Redaction proof query:
{service_name="smithers-dev"} | run_id="agent-trace-otel-demo" |= "REDACTED"
API query examples
Equivalent direct Loki API checks:
curl -sG 'http://localhost:3100/loki/api/v1/query_range' \
--data-urlencode 'query={service_name="smithers-dev"} | run_id="agent-trace-otel-demo"' \
--data-urlencode 'limit=200' | jq '.data.result[] | {stream, values: (.values | length)}'
curl -sG 'http://localhost:3100/loki/api/v1/query_range' \
--data-urlencode 'query={service_name="smithers-dev"} | run_id="agent-trace-otel-demo" | event_kind="assistant.thinking.delta"' \
--data-urlencode 'limit=20' | jq '.data.result[]?.values[]?[1]'
curl -sG 'http://localhost:3100/loki/api/v1/query_range' \
--data-urlencode 'query={service_name="smithers-dev"} | run_id="agent-trace-otel-demo" | node_id="codex-structured-trace" | session_row_type="event_msg"' \
--data-urlencode 'limit=20' | jq '.data.result[]?.values[]?[1]'
Tempo trace checks
Tempo search should show Smithers spans once a workflow has run:
curl -s http://localhost:3200/api/search | jq .

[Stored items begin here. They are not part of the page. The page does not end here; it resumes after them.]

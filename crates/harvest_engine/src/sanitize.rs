//! Text sanitization for the PDF's single-byte text encoding. The built-in
//! fonts use WinAnsi, which matches Latin-1 except that U+0080..U+009F have
//! no glyphs.

/// Emitted for empty input.
pub const EMPTY_PLACEHOLDER: &str = "N/A";

/// Replaces any character the output encoding cannot represent.
pub const FALLBACK_CHAR: char = '?';

/// Highest code point representable in the output encoding.
const MAX_REPRESENTABLE: char = '\u{ff}';

/// C1 controls: inside the Latin-1 range but without a WinAnsi glyph.
const C1_CONTROLS: std::ops::RangeInclusive<char> = '\u{80}'..='\u{9f}';

const SUBSTITUTIONS: &[(&str, &str)] = &[
    ("\u{2014}", "--"),
    ("\u{2013}", "-"),
    ("\u{201c}", "\""),
    ("\u{201d}", "\""),
    ("\u{2018}", "'"),
    ("\u{2019}", "'"),
    ("\u{2026}", "..."),
    ("\u{a0}", " "),
    ("&nbsp;", " "),
    ("\r\n", "\n"),
    ("\r", "\n"),
];

/// Makes arbitrary harvested text safe for the output document.
///
/// Total: never fails, and the result only contains characters up to
/// U+00FF outside the C1 control range. Newlines survive (CRLF and CR become LF) so the renderer can lay
/// out paragraphs. Input that is empty, or empty after trimming, becomes
/// [`EMPTY_PLACEHOLDER`].
pub fn sanitize(text: &str) -> String {
    let mut out = text.to_string();
    for (from, to) in SUBSTITUTIONS {
        if out.contains(from) {
            out = out.replace(from, to);
        }
    }

    let out: String = out
        .chars()
        .map(|c| if is_representable(c) { c } else { FALLBACK_CHAR })
        .collect();

    let trimmed = out.trim();
    if trimmed.is_empty() {
        EMPTY_PLACEHOLDER.to_string()
    } else {
        trimmed.to_string()
    }
}

pub fn is_representable(c: char) -> bool {
    c <= MAX_REPRESENTABLE && !C1_CONTROLS.contains(&c)
}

curl -s http://localhost:3200/api/search/tags | jq .
curl -s 'http://localhost:3200/api/search/tag/service.name/values' | jq .
curl -s 'http://localhost:3200/api/search/tag/runId/values' | jq .

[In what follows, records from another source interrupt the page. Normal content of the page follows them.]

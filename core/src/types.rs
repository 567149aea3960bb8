/// Single coordinate axis used for board rows, columns, and positions.
pub type Coord = u8;

/// Count type used for mine counts, flag counts, and total-cell counts.
pub type CellCount = u16;

/// Two-dimensional coordinates `(row, col)`.
pub type Coord2 = (Coord, Coord);

/// Row-major linear cell index, `row * cols + col`.
pub type CellIndex = usize;

/// Number of cells on a board of `size`. Cannot overflow, `255 * 255` fits a `CellCount`.
pub const fn area((rows, cols): Coord2) -> CellCount {
    (rows as CellCount) * (cols as CellCount)
}

/// `ndarray` index for `coords`.
pub(crate) fn nd((row, col): Coord2) -> [usize; 2] {
    [row.into(), col.into()]
}

/// Linear index of `coords` on a board with `size`.
pub const fn linear_index((row, col): Coord2, size: Coord2) -> CellIndex {
    (row as CellIndex) * (size.1 as CellIndex) + (col as CellIndex)
}

/// Inverse of [`linear_index`]. Returns `None` when `index` lies outside the board.
pub fn coords_of(index: CellIndex, size: Coord2) -> Option<Coord2> {
    let cols = CellIndex::from(size.1);
    if cols == 0 || index >= CellIndex::from(area(size)) {
        return None;
    }
    let row = (index / cols).try_into().ok()?;
    let col = (index % cols).try_into().ok()?;
    Some((row, col))
}

/// The up-to-8 cells around `center` that lie on a board of `size`, in row-major order.
///
/// Rows and columns are clamped separately, so the last cell of one row is never a
/// neighbor of the first cell of the next.
pub fn neighbors(center: Coord2, size: Coord2) -> impl Iterator<Item = Coord2> {
    let (row, col) = center;
    let (rows, cols) = size;
    let row_span = row.saturating_sub(1)..=row.saturating_add(1).min(rows.saturating_sub(1));
    let col_span = col.saturating_sub(1)..=col.saturating_add(1).min(cols.saturating_sub(1));

    row_span
        .flat_map(move |r| col_span.clone().map(move |c| (r, c)))
        .filter(move |&pos| pos != center)
}
use serde::{Deserialize, Serialize};

/// Whether the player has uncovered, flagged, or not yet touched a cell.
#[derive(Copy, Clone, Debug, Default, PartialEq, Eq, Serialize, Deserialize)]
pub enum CoverState {
    #[default]
    Covered,
    Flagged,
    Revealed,
}

/// One grid position.
#[derive(Copy, Clone, Debug, Default, PartialEq, Eq, Serialize, Deserialize)]
pub struct Cell {
    pub(crate) is_mine: bool,
    pub(crate) adjacent_mines: u8,
    pub(crate) cover: CoverState,
}

impl Cell {
    pub const fn is_mine(self) -> bool {
        self.is_mine
    }

    /// Number of mines among the neighbors. Meaningless for a mine cell.
    pub const fn adjacent_mines(self) -> u8 {
        self.adjacent_mines
    }

    pub const fn cover(self) -> CoverState {
        self.cover
    }

    pub const fn is_covered(self) -> bool {
        matches!(self.cover, CoverState::Covered)
    }

    pub const fn is_flagged(self) -> bool {
        matches!(self.cover, CoverState::Flagged)
    }

    pub const fn is_revealed(self) -> bool {
        matches!(self.cover, CoverState::Revealed)
    }
}

/// What the display layer should draw for a cell.
#[derive(Copy, Clone, Debug, PartialEq, Eq, Serialize, Deserialize)]
pub enum CellView {
    Hidden,
    Flagged,
    WronglyFlagged,
    Revealed(u8),
    ExposedMine,
}

impl CellView {
    /// Whether the cell is visually closed
    pub const fn is_closed(self) -> bool {
        use CellView::*;
        match self {
            Hidden => true,
            Flagged => true,
            WronglyFlagged => true,
            Revealed(_) => false,
            ExposedMine => false,
        }
    }
}

impl Default for CellView {
    fn default() -> Self {
        Self::Hidden
    }
}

Inspect one trace directly:
TRACE_ID=$(curl -s http://localhost:3200/api/search \
| jq -r '.traces[] | select(.rootTraceName=="engine:run-workflow") | .traceID' \
| head -n 1)
curl -s http://localhost:3200/api/traces/$TRACE_ID | jq .

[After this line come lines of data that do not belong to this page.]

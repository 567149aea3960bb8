use minesweep_core::{BoardView, CellView};
use std::fmt;

pub(crate) fn glyph(cell: CellView) -> char {
    use CellView::*;
    match cell {
        Hidden => '.',
        Flagged => 'F',
        WronglyFlagged => 'X',
        ExposedMine => '*',
        Revealed(0) => ' ',
        Revealed(count) => char::from_digit(count.into(), 10).unwrap_or('?'),
    }
}

/// Draws the board as a grid with row and column rulers, followed by the status line.
pub(crate) struct Grid<'a>(pub(crate) &'a BoardView);

impl fmt::Display for Grid<'_> {
    fn fmt(&self, f: &mut fmt::Formatter<'_>) -> fmt::Result {
        let view = self.0;

        f.write_str("   ")?;
        for col in 0..view.cols {
            write!(f, "{col:>3}")?;
        }
        writeln!(f)?;

        for row in 0..view.rows {
            write!(f, "{row:>3}")?;
            for col in 0..view.cols {
                write!(f, "{:>3}", glyph(view.cell((row, col))))?;
            }
            writeln!(f)?;
        }

        writeln!(f, "[{}]", view.status_text)
    }
}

Expected trace attributes include at least:
service.name = smithers-dev
runId = <RUN_ID>
workflowPath = <workflow path>
Verification checklist
- stack starts successfully in Docker
- Loki is present and queryable
- collector logs pipeline is active
- Pi traces show text deltas, thinking deltas, tool execution lifecycle, final message, usage, and run/node/attempt correlation
- Pi session transcript rows are queryable in Loki
- Claude session transcript rows are queryable in Loki
- Codex session transcript rows are queryable in Loki
- second agent family is exported with truthful
final-only completeness classification
- Gemini
stream-json attempts preserve structured deltas truthfully
- malformed or truncated structured streams emit
capture.error and classify as capture-failed
- artifact write failures emit
capture.warning and degrade to partial-observed without losing durable DB truth
- Tempo search shows Smithers spans and trace attributes including
runId
- Prometheus is still scraping the collector successfully
- secrets are redacted from canonical events, OTEL log bodies, and persisted trace artifacts
Automated coverage
apps/observability/tests/agentTrace.test.js covers the canonical contract:
- capability profiles for every agent family
- family + capture-mode detection
- Pi / Claude / Codex / Gemini structured event normalization
- redaction rules for API keys, bearer tokens, and secret-ish key=value pairs
- canonical OTEL log record shaping with stable Loki query attributes
- session-event OTEL log record shaping
The full provider-specific test matrix from PR #119 (truncated streams, artifact write failures, multi-family final-only classification) is partially covered and will be extended in a follow-up.